The dog sat and watched as I kicked some rubble away with my foot. The room’s roof had started to cave, and some debris blocked my path. I stepped into the room, pushing more rubble to one side with my foot. A metal hatch was next to the far wall, and the dog whimpered and clawed at it. I placed my hand on the handle and could feel the warmth from below. I lifted the hatch with a bit of trepidation; I had been told to be here, but now that I was, I wondered if it was the right thing to do. I had that sudden feeling you may have experienced when you were about to leap. As you stand on the edge of a diving board 20 feet in the air, you wonder if it was a good idea in the first place. I held the hatch handle, and I had a choice. I could shite myself and turn away or lift it and climb down.

The metal stairs leading down were clean and new. They looked brand spanking new! I knew the person I was due to meet had connections, but I had not seen workmanship like this in many years. The stairs didn’t move as they took my weight; I’d expected them to creak much like a new seat would have done in the past. All imports had been hard to get after the 2030 rebellion. OTIN won power in 2028, and that was when the problems started. The people rejected the recognised two parties (and the others), choosing to elect OTIN. OTIN’s plan had worked, and their policies and pledges had won over the people. The imprisonment and carnage bought on by the Scottish referendum had been the final straw. People had mumbled about the two main parties for years, but the response to the independence vote pushed them over the edge. Voter repression, ID, boundary changes, and straight-out gerrymandering have kept them in power. Lincoln said you couldn’t fool all the people all the time, but you can, in the UK, fool enough.

The basement, or cellar, had been cleaned from top to bottom and was the opposite of what was above. It was well-lit, and I could see everything. Upstairs had been old, broken, and dirty. Down here was all new, clean, and working. Who had got this material or whoever had arranged it and carried out the work was well connected. The room was filled with computer banks and server racks tied together with neat cabling. Each slot was filled with a different server; from each one, a cable ran up and along the wall. The cables were wrapped around each other and then cable-tied and made their way to the rear of the basement. A large screen flicked on at the room’s rear; it was screwed or bolted to the wall.

“State your business.”

The voice made me jump. Its thick Welsh accent boomed from all corners of the room. I heard the hatch slam behind me and clank as the thick metal rods locked it. I turned and looked, the silver rods had slipped outwards on all four sides, and the hatch was sealed tight. I had no escape. “State your business,” the voice said again. I turned back to the TV, and a face had formed upon it. The face was drawn with letters and numbers and was not recognisable. “Steve sent me,” I said, “he said you can help me get out of the UK.”

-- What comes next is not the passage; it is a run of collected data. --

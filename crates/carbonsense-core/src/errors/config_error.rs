use super::error_code::{self, CarbonErrorCode};

/// Configuration loading and validation errors.
#[derive(Debug, Clone, PartialEq, thiserror::Error)]
pub enum ConfigError {
    #[error("config file not found: {path}")]
    FileNotFound { path: String },

    #[error("failed to parse {path}: {message}")]
    ParseError { path: String, message: String },

    #[error("invalid value for {field}: {message}")]
    ValidationFailed { field: String, message: String },
}

impl CarbonErrorCode for ConfigError {
    fn error_code(&self) -> &'static str {
        match self {
            Self::FileNotFound { .. } => error_code::CONFIG_FILE_NOT_FOUND,
            Self::ParseError { .. } => error_code::CONFIG_PARSE,
            Self::ValidationFailed { .. } => error_code::CONFIG_VALIDATION,
        }
    }
}
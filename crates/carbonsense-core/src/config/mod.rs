//! Configuration system for CarbonSense.
//! TOML-based, 3-layer resolution: env > project file > defaults.
//! Provider credentials come from the environment only.

pub mod carbon_config;
pub mod context_config;
pub mod credentials;
pub mod defaults;
pub mod observability_config;
pub mod provider_config;

pub use carbon_config::CarbonConfig;
pub use context_config::ContextConfig;
pub use credentials::{BasicCredentials, ProviderCredentials};
pub use observability_config::ObservabilityConfig;
pub use provider_config::ProviderConfig;
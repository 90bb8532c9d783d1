//! Weather provider and the Weather Impact Scorer.

pub mod impact;
pub mod openweather;

pub use impact::score as score_weather;
pub use openweather::OpenWeatherProvider;
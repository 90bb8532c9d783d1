use std::collections::BTreeMap;

use serde::{Deserialize, Serialize};

/// Five-tier rating derived from a clamped context score.
#[derive(Debug, Clone, Copy, PartialEq, Eq, Hash, Serialize, Deserialize)]
pub enum Rating {
    Excellent,
    Good,
    Fair,
    Poor,
    #[serde(rename = "Very Poor")]
    VeryPoor,
}

impl Rating {
    /// Step function over a score already clamped to [0, 100].
    pub fn from_score(score: f64) -> Self {
        if score >= 80.0 {
            Rating::Excellent
        } else if score >= 65.0 {
            Rating::Good
        } else if score >= 50.0 {
            Rating::Fair
        } else if score >= 35.0 {
            Rating::Poor
        } else {
            Rating::VeryPoor
        }
    }

    pub fn label(self) -> &'static str {
        match self {
            Rating::Excellent => "Excellent",
            Rating::Good => "Good",
            Rating::Fair => "Fair",
            Rating::Poor => "Poor",
            Rating::VeryPoor => "Very Poor",
        }
    }

    /// Fixed message for the tier.
    pub fn message(self) -> &'static str {
        match self {
            Rating::Excellent => "Excellent conditions for low-emission activity right now.",
            Rating::Good => "Good conditions. Emissions should be below average.",
            Rating::Fair => "Fair conditions. Emissions are close to typical levels.",
            Rating::Poor => "Poor conditions. Consider shifting this activity if you can.",
            Rating::VeryPoor => "Very poor conditions. Delaying would noticeably cut emissions.",
        }
    }
}

/// Unified 0–100 favourability score.
#[derive(Debug, Clone, PartialEq, Serialize, Deserialize)]
pub struct ContextScore {
    pub score: f64,
    pub rating: Rating,
    pub message: String,
    /// Contributing reasons, in evaluation order.
    pub factors: Vec<String>,
    /// Absolute magnitude of each sub-score.
    pub weights: BTreeMap<String, f64>,
}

“I could,” the symbol face said, “but why should I? What is in it for me?”

“What do you want?” I knew that this would come with a price. There is nothing in the world that comes without one. How far was I willing to go? Well, that was a tricky thing to question to answer. I was prepared to do almost anything. “Not much, the voice replied, “I would need a few favours en route.” The reasonableness of the voice and answer worried me, but I had no choice. “en route?” I asked.

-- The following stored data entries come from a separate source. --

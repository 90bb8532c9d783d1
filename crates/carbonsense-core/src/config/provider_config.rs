use std::time::Duration;

use serde::{Deserialize, Serialize};

use super::defaults;

/// Upstream endpoints and timeouts for the signal providers.
#[derive(Debug, Clone, PartialEq, Serialize, Deserialize)]
#[serde(default)]
pub struct ProviderConfig {
    pub uk_grid_url: String,
    pub watttime_url: String,
    pub electricitymaps_url: String,
    pub tomtom_url: String,
    pub google_maps_url: String,
    pub openweather_url: String,
    /// Timeout for grid-intensity calls, including the WattTime login.
    pub grid_timeout_secs: u64,
    /// Timeout for routing (traffic) calls.
    pub routing_timeout_secs: u64,
    /// Timeout for weather calls.
    pub weather_timeout_secs: u64,
}

impl ProviderConfig {
    pub fn grid_timeout(&self) -> Duration {
        Duration::from_secs(self.grid_timeout_secs)
    }

    pub fn routing_timeout(&self) -> Duration {
        Duration::from_secs(self.routing_timeout_secs)
    }

    pub fn weather_timeout(&self) -> Duration {
        Duration::from_secs(self.weather_timeout_secs)
    }
}

impl Default for ProviderConfig {
    fn default() -> Self {
        Self {
            uk_grid_url: defaults::DEFAULT_UK_GRID_URL.to_string(),
            watttime_url: defaults::DEFAULT_WATTTIME_URL.to_string(),
            electricitymaps_url: defaults::DEFAULT_ELECTRICITYMAPS_URL.to_string(),
            tomtom_url: defaults::DEFAULT_TOMTOM_URL.to_string(),
            google_maps_url: defaults::DEFAULT_GOOGLE_MAPS_URL.to_string(),
            openweather_url: defaults::DEFAULT_OPENWEATHER_URL.to_string(),
            grid_timeout_secs: defaults::DEFAULT_GRID_TIMEOUT_SECS,
            routing_timeout_secs: defaults::DEFAULT_ROUTING_TIMEOUT_SECS,
            weather_timeout_secs: defaults::DEFAULT_WEATHER_TIMEOUT_SECS,
        }
    }
}
//! California grid: WattTime forecast first, ElectricityMaps second.

use serde::Deserialize;

use carbonsense_core::config::ProviderConfig;
use carbonsense_core::constants::LBS_PER_MWH_TO_G_PER_KWH;
use carbonsense_core::errors::ProviderError;
use carbonsense_core::models::{Confidence, GridReading, Method, SignalMeta, SignalResult};
use carbonsense_core::traits::{HttpRequest, IJsonTransport};

use crate::auth::watttime_session::{self, WattTimeSession};
use crate::round_to;
use crate::transport::decode;

pub const ELECTRICITYMAPS: &str = "electricitymaps";

const WATTTIME_REGION: &str = "CAISO_NORTH";
const WATTTIME_SIGNAL: &str = "co2_moer";
const ELECTRICITYMAPS_ZONE: &str = "US-CAL-CISO";

#[derive(Deserialize)]
struct ForecastResponse {
    #[serde(default)]
    data: Vec<ForecastPoint>,
}

#[derive(Deserialize)]
struct ForecastPoint {
    point_time: Option<String>,
    value: Option<f64>,
}

#[derive(Deserialize)]
#[serde(rename_all = "camelCase")]
struct LatestIntensity {
    carbon_intensity: Option<f64>,
    datetime: Option<String>,
}

/// WattTime marginal-emissions forecast, converted from lbs/MWh.
pub fn fetch_watttime(
    transport: &dyn IJsonTransport,
    config: &ProviderConfig,
    session: &WattTimeSession,
) -> SignalResult<GridReading> {
    let provider = watttime_session::PROVIDER;
    let token = session
        .token(transport)
        .ok_or_else(|| ProviderError::missing_credential(provider))?;

    let url = format!("{}/v3/forecast", config.watttime_url.trim_end_matches('/'));
    let request = HttpRequest::get(provider, url, config.grid_timeout())
        .bearer(token)
        .query("region", WATTTIME_REGION)
        .query("signal_type", WATTTIME_SIGNAL);
    let body: ForecastResponse = decode(provider, transport.get_json(&request)?)?;

    let point = body
        .data
        .into_iter()
        .next()
        .ok_or_else(|| ProviderError::malformed(provider, "data[0]"))?;
    let lbs_per_mwh = point
        .value
        .filter(|v| v.is_finite() && *v >= 0.0)
        .ok_or_else(|| ProviderError::malformed(provider, "data[0].value"))?;

    Ok(GridReading {
        intensity_gco2_kwh: round_to(lbs_per_mwh * LBS_PER_MWH_TO_G_PER_KWH, 1),
        meta: SignalMeta {
            source: "WattTime API".to_string(),
            location: format!("California ({WATTTIME_REGION})"),
            timestamp: point.point_time.unwrap_or_default(),
            confidence: Confidence::High,
            method: Method::Api,
        },
        components: None,
        comparison: None,
    })
}

/// ElectricityMaps latest intensity for the CAISO zone.
pub fn fetch_electricitymaps(
    transport: &dyn IJsonTransport,
    config: &ProviderConfig,
    api_key: Option<&str>,
) -> SignalResult<GridReading> {
    let api_key = api_key.ok_or_else(|| ProviderError::missing_credential(ELECTRICITYMAPS))?;

    let url = format!(
        "{}/v3/carbon-intensity/latest",
        config.electricitymaps_url.trim_end_matches('/')
    );
    let request = HttpRequest::get(ELECTRICITYMAPS, url, config.grid_timeout())
        .header("auth-token", api_key)
        .query("zone", ELECTRICITYMAPS_ZONE);
    let body: LatestIntensity = decode(ELECTRICITYMAPS, transport.get_json(&request)?)?;

    let intensity = body
        .carbon_intensity
        .filter(|v| v.is_finite() && *v >= 0.0)
        .ok_or_else(|| ProviderError::malformed(ELECTRICITYMAPS, "carbonIntensity"))?;

    Ok(GridReading {
        intensity_gco2_kwh: intensity,
        meta: SignalMeta {
            source: "ElectricityMaps API".to_string(),
            location: "California".to_string(),
            timestamp: body.datetime.unwrap_or_default(),
            confidence: Confidence::High,
            method: Method::Api,
        },
        components: None,
        comparison: None,
    })
}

“You will need to go to Dover; that is how I get you out of here. If you want to get out, that is how we do it. Your call; I’ll contact you as you travel.”

“Dover?” I said as the TV blanked off. I heard the lock on the hatch detach and clunk open. The voice, the man, had left the choice in my hands. I could either travel to Dover and have a chance to escape, or I could stay here and join the zombies in rotting away to nothing. But Dover? That was on the other side of the damn country.